Unsere Strategien sind breit diversifizierte Multifaktor-Lösungen. Je nach Anlageziel richten wir eine Strategie unterschiedlich stark auf die Marktbereiche aus, die eine höhere Rendite versprechen. Beispielsweise hält unsere weltweit investierte Gesamtmarktlösung physisch mehr als 10.000 Aktien und peilt dabei ein moderates Prämien-Exposure an. Solch eine Strategie investiert marktweit und setzt dabei systematisch auf kleinere, günstiger bewertete und profitablere Unternehmen, indem diese im Vergleich zur Marktgewichtung verstärkt gehalten werden. Im Gegensatz dazu investieren unsere Value- bzw. Small-Cap-Strategien hauptsächlich nur in die Value- oder Small-Cap-Aktien unseres Anlageuniversums, die anderen Prämien werden dann innerhalb dieser Anlageklassen ebenfalls umgesetzt.

Landen diese Investments in traditionelleren Ansätzen nicht im Portfolio? Und warum nicht?

Einige davon schon. Wir halten jedoch normalerweise fast alle Aktien des Anlageuniversums einer jeweiligen Strategie, was unsere Value-Strategien beispielsweise von einem traditionellen Value-Ansatz unterscheidet.
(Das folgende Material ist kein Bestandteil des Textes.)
// Copyright (c) 2025 Fabstir
// SPDX-License-Identifier: BUSL-1.1
//! Scripted transport shared by the proxy and API tests
#![allow(dead_code)]

use async_trait::async_trait;
use bytes::Bytes;
use std::collections::{BTreeMap, HashMap};
use std::sync::atomic::{AtomicUsize, Ordering};
use std::sync::{Arc, Mutex};
use std::time::Duration;
use webfetch_proxy::proxy::{
    CacheEntry, CacheStore, FetchProxy, Fingerprint, MemoryStore, OutboundRequest, ProxyConfig,
    StoreError, Transport, TransportError, TransportResponse,
};

/// Answers every request with a small HTML page titled after the URL path.
/// Paths can be made slow, failing, redirecting or given a fixed status.
#[derive(Default)]
pub struct MockTransport {
    delay: Duration,
    slow: HashMap<String, Duration>,
    statuses: HashMap<String, u16>,
    redirects: HashMap<String, String>,
    failures: Mutex<HashMap<String, usize>>,
    calls: AtomicUsize,
    calls_by_path: Mutex<HashMap<String, usize>>,
    seen_headers: Mutex<Vec<Vec<(String, String)>>>,
    seen_options: Mutex<Vec<(bool, bool)>>,
    active: AtomicUsize,
    peak: AtomicUsize,
}

impl MockTransport {
    pub fn new() -> Self {
        Self::default()
    }

    /// Delay applied to every request
    pub fn with_delay(mut self, delay: Duration) -> Self {
        self.delay = delay;
        self
    }

    pub fn slow(mut self, path: &str, delay: Duration) -> Self {
        self.slow.insert(path.to_string(), delay);
        self
    }

    pub fn status(mut self, path: &str, status: u16) -> Self {
        self.statuses.insert(path.to_string(), status);
        self
    }

    /// Answer `path` with a 301 to `target`, or with the target's page when
    /// the request follows redirects
    pub fn redirect(mut self, path: &str, target: &str) -> Self {
        self.redirects.insert(path.to_string(), target.to_string());
        self
    }

    /// Refuse the first `times` connections to `path`
    pub fn failing(self, path: &str, times: usize) -> Self {
        self.failures
            .lock()
            .unwrap()
            .insert(path.to_string(), times);
        self
    }

    pub fn calls(&self) -> usize {
        self.calls.load(Ordering::SeqCst)
    }

    pub fn calls_to(&self, path: &str) -> usize {
        self.calls_by_path
            .lock()
            .unwrap()
            .get(path)
            .copied()
            .unwrap_or(0)
    }

    pub fn peak_concurrency(&self) -> usize {
        self.peak.load(Ordering::SeqCst)
    }

    pub fn last_headers(&self) -> Vec<(String, String)> {
        self.seen_headers
            .lock()
            .unwrap()
            .last()
            .cloned()
            .unwrap_or_default()
    }

    /// `(follow_redirects, verify_ssl)` of every request sent, in order
    pub fn options_seen(&self) -> Vec<(bool, bool)> {
        self.seen_options.lock().unwrap().clone()
    }
}

#[async_trait]
impl Transport for MockTransport {
    async fn send(&self, request: &OutboundRequest) -> Result<TransportResponse, TransportError> {
        let path = request.url.path().to_string();
        self.calls.fetch_add(1, Ordering::SeqCst);
        *self
            .calls_by_path
            .lock()
            .unwrap()
            .entry(path.clone())
            .or_insert(0) += 1;
        self.seen_headers
            .lock()
            .unwrap()
            .push(request.headers.clone());
        self.seen_options
            .lock()
            .unwrap()
            .push((request.follow_redirects, request.verify_ssl));

        let now_active = self.active.fetch_add(1, Ordering::SeqCst) + 1;
        self.peak.fetch_max(now_active, Ordering::SeqCst);
        let delay = self.slow.get(&path).copied().unwrap_or(self.delay);
        if !delay.is_zero() {
            tokio::time::sleep(delay).await;
        }
        self.active.fetch_sub(1, Ordering::SeqCst);

        {
            let mut failures = self.failures.lock().unwrap();
            if let Some(remaining) = failures.get_mut(&path) {
                if *remaining > 0 {
                    *remaining -= 1;
                    return Err(TransportError::Connect("connection refused".to_string()));
                }
            }
        }

        let mut headers = BTreeMap::new();
        headers.insert(
            "content-type".to_string(),
            "text/html; charset=utf-8".to_string(),
        );
        let mut status = self.statuses.get(&path).copied().unwrap_or(200);
        let mut final_url = request.url.to_string();
        if let Some(target) = self.redirects.get(&path) {
            if request.follow_redirects {
                final_url = target.clone();
            } else {
                status = 301;
                headers.insert("location".to_string(), target.clone());
            }
        }
        Ok(TransportResponse {
            status,
            headers,
            final_url,
            body: Bytes::from(format!(
                "<html><head><title>{}</title></head><body>ok</body></html>",
                path
            )),
        })
    }
}

/// Proxy over the mock transport with an in-memory cache and no record sink
pub fn proxy_with(config: ProxyConfig, transport: Arc<MockTransport>) -> FetchProxy {
    let store = Arc::new(MemoryStore::new(config.cache.max_entries));
    FetchProxy::new(config, transport, store, None)
}

/// Proxy over the mock transport with a caller-supplied cache store
pub fn proxy_with_store(
    config: ProxyConfig,
    transport: Arc<MockTransport>,
    store: Arc<dyn CacheStore>,
) -> FetchProxy {
    FetchProxy::new(config, transport, store, None)
}

/// Cache backend that is never reachable
pub struct UnreachableStore;

fn unreachable() -> StoreError {
    StoreError::Unreachable("connection refused".to_string())
}

#[async_trait]
impl CacheStore for UnreachableStore {
    async fn get(&self, _key: &Fingerprint) -> Result<Option<CacheEntry>, StoreError> {
        Err(unreachable())
    }
    async fn put(&self, _entry: CacheEntry) -> Result<(), StoreError> {
        Err(unreachable())
    }
    async fn clear(&self) -> Result<usize, StoreError> {
        Err(unreachable())
    }
    async fn purge_expired(&self) -> Result<usize, StoreError> {
        Err(unreachable())
    }
    async fn len(&self) -> Result<usize, StoreError> {
        Err(unreachable())
    }
    async fn ping(&self) -> Result<(), StoreError> {
        Err(unreachable())
    }
}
Ein klassischer Manager investiert vielleicht in eine zweistellige Anzahl von Unternehmen aufgrund von Prognosen oder einer Timing-Strategie. Wir wollen nicht auf eine konzentrierte Teilmenge von Aktien wetten oder darauf, ob heute ein günstiger Kaufzeitpunkt ist. Man kann nach aktuellem Wissensstand nicht klar ermitteln, welche Unternehmen wann die Prämien liefern werden. Jedoch lassen sich Prämien umso verlässlicher abschöpfen, je mehr Unternehmen man in der relevanten Anlageklasse konsequent hält, tagein tagaus.

Und wie sieht es mit dem Thema Nachhaltigkeit aus?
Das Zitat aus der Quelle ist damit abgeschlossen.